Obama’s attacks on Bain Capital are failing

As noted yesterday, President Obama has made it clear that he intends to use Bain Capital as part of his campaign against Mitt Romney. His team no doubt hopes that they can reignite the same populist craze that put him in the White House by tearing down private equity in the process, despite the fact that he takes their money (a shocker, I know) and took economic advice from Jon Corzine, former head of MF Global.

But a new poll from Rasmussen shows that the attacks aren’t working, and may indeed hurt Obama more than it helps him:

Democrats have begun criticizing Mitt Romney’s business record, but a plurality of voters view the Republican’s business past as a positive.

A new Rasmussen Reports national telephone survey finds that 44% of Likely U.S. Voters believe that Romney’s track record in business is primarily a reason to vote for him. Thirty-three percent (33%) see his business career as chiefly a reason to vote against him. Twenty-two percent (22%) are undecided.

Fifty-five percent (55%) voters believe venture capital companies are better at creating jobs than government programs are.  Only 26% see government programs as better job creators. Nineteen percent (19%) are not sure. That’s essentially unchanged from January.
[…]
[J]ust 16% of voters prefer a candidate with mostly business experience. Even fewer (10%) like a candidate with mostly political experience. Seventy percent (70%) favor someone with a combination of political and business experience.

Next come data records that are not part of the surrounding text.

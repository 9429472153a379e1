//! Locomotion settings with persistence
//!
//! Settings are saved to `~/.config/stride/settings.toml`

use std::fs;
use std::path::{Path, PathBuf};

use serde::{Deserialize, Serialize};
use stride_core::TimeConfig;
use stride_game::{FollowConfig, GroundSensorConfig, MovementConfig};
use tracing::{info, warn};

/// All tunables for the simulation
#[derive(Debug, Clone, Default, Serialize, Deserialize)]
#[serde(default)]
pub struct Settings {
    pub movement: MovementConfig,
    pub ground: GroundSensorConfig,
    pub camera: FollowConfig,
    pub time: TimeConfig,
    pub physics: PhysicsSettings,
}

impl Settings {
    /// Get the config directory path
    fn config_dir() -> Option<PathBuf> {
        dirs::config_dir().map(|p| p.join("stride"))
    }

    /// Get the settings file path
    pub fn settings_path() -> Option<PathBuf> {
        Self::config_dir().map(|p| p.join("settings.toml"))
    }

    /// Load settings from the default location, or defaults if unavailable
    pub fn load() -> Self {
        let Some(path) = Self::settings_path() else {
            warn!("Could not determine config directory");
            return Self::default();
        };
        Self::load_from(&path)
    }

    /// Load settings from `path`, falling back to defaults on any problem
    pub fn load_from(path: &Path) -> Self {
        if !path.exists() {
            info!("No settings file found, using defaults");
            return Self::default();
        }

        match fs::read_to_string(path) {
            Ok(content) => match toml::from_str(&content) {
                Ok(settings) => {
                    info!("Loaded settings from {:?}", path);
                    settings
                }
                Err(e) => {
                    warn!("Failed to parse settings: {}, using defaults", e);
                    Self::default()
                }
            },
            Err(e) => {
                warn!("Failed to read settings file: {}, using defaults", e);
                Self::default()
            }
        }
    }

    /// Save settings to the default location
    pub fn save(&self) -> anyhow::Result<()> {
        let Some(path) = Self::settings_path() else {
            anyhow::bail!("Could not determine config directory");
        };
        self.save_to(&path)
    }

    /// Save settings to `path`, creating parent directories as needed
    pub fn save_to(&self, path: &Path) -> anyhow::Result<()> {
        if let Some(dir) = path.parent() {
            if !dir.exists() {
                fs::create_dir_all(dir)?;
            }
        }

        let content = toml::to_string_pretty(self)?;
        fs::write(path, content)?;
        info!("Saved settings to {:?}", path);
        Ok(())
    }
}

/// Physics world settings
#[derive(Debug, Clone, Serialize, Deserialize)]
#[serde(default)]
pub struct PhysicsSettings {
    /// Gravity along Y (negative is down)
    pub gravity: f32,
    /// Actor capsule height
    pub actor_height: f32,
    /// Actor capsule radius
    pub actor_radius: f32,
    /// Actor mass in kilograms
    pub actor_mass: f32,
}

impl Default for PhysicsSettings {
    fn default() -> Self {
        Self {
            gravity: -9.81,
            actor_height: 1.8,
            actor_radius: 0.4,
            actor_mass: 70.0,
        }
    }
}

#[cfg(test)]
mod tests {
    use super::*;

    fn scratch_path(name: &str) -> PathBuf {
        std::env::temp_dir()
            .join(format!("stride-settings-{}", std::process::id()))
            .join(name)
    }

    #[test]
    fn test_missing_file_gives_defaults() {
        let settings = Settings::load_from(&scratch_path("does-not-exist.toml"));
        assert_eq!(settings.movement.walk_speed, 2.0);
        assert_eq!(settings.ground.check_distance, 0.1);
    }

    #[test]
    fn test_save_then_load() {
        let path = scratch_path("roundtrip.toml");
        let mut settings = Settings::default();
        settings.movement.run_speed = 7.5;
        settings.camera.can_follow = false;

        settings.save_to(&path).expect("settings saved");
        let loaded = Settings::load_from(&path);
        assert_eq!(loaded.movement.run_speed, 7.5);
        assert!(!loaded.camera.can_follow);

        let _ = fs::remove_file(&path);
    }

    #[test]
    fn test_partial_file_fills_defaults() {
        let settings: Settings =
            toml::from_str("[movement]\nwalk_speed = 3.0\nrun_speed = 6.0\njump_force = 100.0\nstationary_turn_speed = 90.0\nmoving_turn_speed = 180.0\n")
                .expect("partial settings parse");
        assert_eq!(settings.movement.walk_speed, 3.0);
        assert_eq!(settings.camera.movement_smoothness, 1.0);
        assert_eq!(settings.physics.gravity, -9.81);
    }

    #[test]
    fn test_garbage_file_gives_defaults() {
        let path = scratch_path("garbage.toml");
        fs::create_dir_all(path.parent().expect("has parent")).expect("dir created");
        fs::write(&path, "this is = = not toml").expect("file written");

        let settings = Settings::load_from(&path);
        assert_eq!(settings.movement.walk_speed, 2.0);

        let _ = fs::remove_file(&path);
    }
}
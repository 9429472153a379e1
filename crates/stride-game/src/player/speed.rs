//! Walk/run speed state

use tracing::debug;

use super::MovementConfig;
use crate::input::InputSample;

/// Current movement speed, toggled between walk and run by key edges
#[derive(Debug, Clone, Copy, PartialEq)]
pub struct SpeedState {
    walk_speed: f32,
    run_speed: f32,
    current_speed: f32,
}

impl SpeedState {
    /// Start at walking speed
    pub fn new(walk_speed: f32, run_speed: f32) -> Self {
        Self {
            walk_speed,
            run_speed,
            current_speed: walk_speed,
        }
    }

    pub fn from_config(config: &MovementConfig) -> Self {
        Self::new(config.walk_speed, config.run_speed)
    }

    pub fn current_speed(&self) -> f32 {
        self.current_speed
    }

    pub fn is_running(&self) -> bool {
        self.current_speed == self.run_speed && self.run_speed != self.walk_speed
    }

    /// Apply this frame's run edges.
    ///
    /// Pressing run only counts on the ground. Releasing it always drops back
    /// to walking, so a release in mid-air can't leave the actor stuck running.
    pub fn update(&mut self, sample: &InputSample, grounded: bool) -> f32 {
        if sample.run_key_down && grounded {
            self.current_speed = self.run_speed;
            debug!(speed = self.current_speed, "run");
        }

        if sample.run_key_up {
            self.current_speed = self.walk_speed;
            debug!(speed = self.current_speed, "walk");
        }

        self.current_speed
    }
}

#[cfg(test)]
mod tests {
    use super::*;

    fn run_down() -> InputSample {
        InputSample {
            run_key_down: true,
            ..Default::default()
        }
    }

    fn run_up() -> InputSample {
        InputSample {
            run_key_up: true,
            ..Default::default()
        }
    }

    #[test]
    fn test_starts_walking() {
        let speed = SpeedState::from_config(&MovementConfig::default());
        assert_eq!(speed.current_speed(), 2.0);
        assert!(!speed.is_running());
    }

    #[test]
    fn test_run_press_needs_ground() {
        let mut speed = SpeedState::new(2.0, 5.0);
        assert_eq!(speed.update(&run_down(), false), 2.0);
        assert_eq!(speed.update(&run_down(), true), 5.0);
        assert!(speed.is_running());
    }

    #[test]
    fn test_release_reverts_even_airborne() {
        let mut speed = SpeedState::new(2.0, 5.0);
        speed.update(&run_down(), true);

        assert_eq!(speed.update(&run_up(), false), 2.0);

        speed.update(&run_down(), true);
        assert_eq!(speed.update(&run_up(), true), 2.0);
    }

    #[test]
    fn test_no_edges_is_idempotent() {
        let mut speed = SpeedState::new(2.0, 5.0);
        let idle = InputSample {
            horizontal: 1.0,
            vertical: -0.5,
            ..Default::default()
        };

        for grounded in [true, false, true, true, false] {
            assert_eq!(speed.update(&idle, grounded), 2.0);
        }

        speed.update(&run_down(), true);
        for grounded in [false, true, false] {
            assert_eq!(speed.update(&idle, grounded), 5.0);
        }
    }

    #[test]
    fn test_press_and_release_in_one_sample_ends_walking() {
        let mut speed = SpeedState::new(2.0, 5.0);
        let both = InputSample {
            run_key_down: true,
            run_key_up: true,
            ..Default::default()
        };
        assert_eq!(speed.update(&both, true), 2.0);
    }
}
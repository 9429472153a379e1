//! Player locomotion module
//!
//! Ground contact, walk/run speed, camera-relative motion planning and
//! jumping, orchestrated per physics tick by [`LocomotionController`].

mod controller;
mod ground;
mod jump;
mod movement;
mod planner;
mod speed;
mod turning;

#[cfg(test)]
pub(crate) mod test_support;

pub use controller::{LocomotionController, TickReport};
pub use ground::{GroundContact, GroundSensor, GroundSensorConfig};
pub use jump::JumpController;
pub use movement::MovementConfig;
pub use planner::{project_on_plane, Heading, MotionPlan, MotionPlanner};
pub use speed::SpeedState;
pub use turning::{NoTurn, TurnStrategy};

Like I mentioned yesterday, just because a candidate has business experience, it doesn’t mean their going to be a good president. George W. Bush, for example, is no doubt among the worst presidents in the last 50 years and he was a businessman — and largely unsuccessful in those private ventures.

This is not an area that Obama wants to go. If his team is going to start tearing into a private businesses and private capital, then they’re going to justify the anti-capitalist or “socialist” label that Obama has been given. Will Wilkinson explains:

Mr Obama may be playing with fire. He has been careful not to impugn all profit-seeking, or even all private equity, yet it’s hard to see how it’s possible to attack Mr Romney for the alleged depredations of Bain Capital without implicitly attacking other profit-seekers responsible for similar labour-market churn. If Mr Romney’s Bain was guilty of something other private-equity firms are not, it’s not clear what it is. Meanwhile, Mr Obama’s Bain offensive seem likely to help the market-loving right continue to belatedly warm to Mr Romney, who now has an excellent opportunity to soberly explain to America the righteousness and relevance of his business experience. Moreover, he can appear the bigger man by insisting on a clear-eyed comparison of his and Mr Obama’s qualifications.

Not only that, but it provides Romney and Republicans with an opportunity to point out of the failures of Obama’s policies, including the stimulus bill, which was supposed to keep unemployment from rising over 8%, and extensive regulations and mandates, such as ObamaCare, that are keeping businesses from investing. But Romney has to craft that message very pointedly and actually has to speak with conviction when he speaks, something he wasn’t able to often do during the Republican primary.

Romney is no free marketer — after all, his health care reform plan was the blueprint of ObamaCare and he backed the bailouts, along with other statist economic policies, so you can’t trust him to defend the virtues of economic liberty and the invisible hand. However, Obama is playing into his hand, and the odd thing is they don’t seem to even know it. The country is not what it was four years ago, and though that populism may still exist, it’s ready to turn on Obama.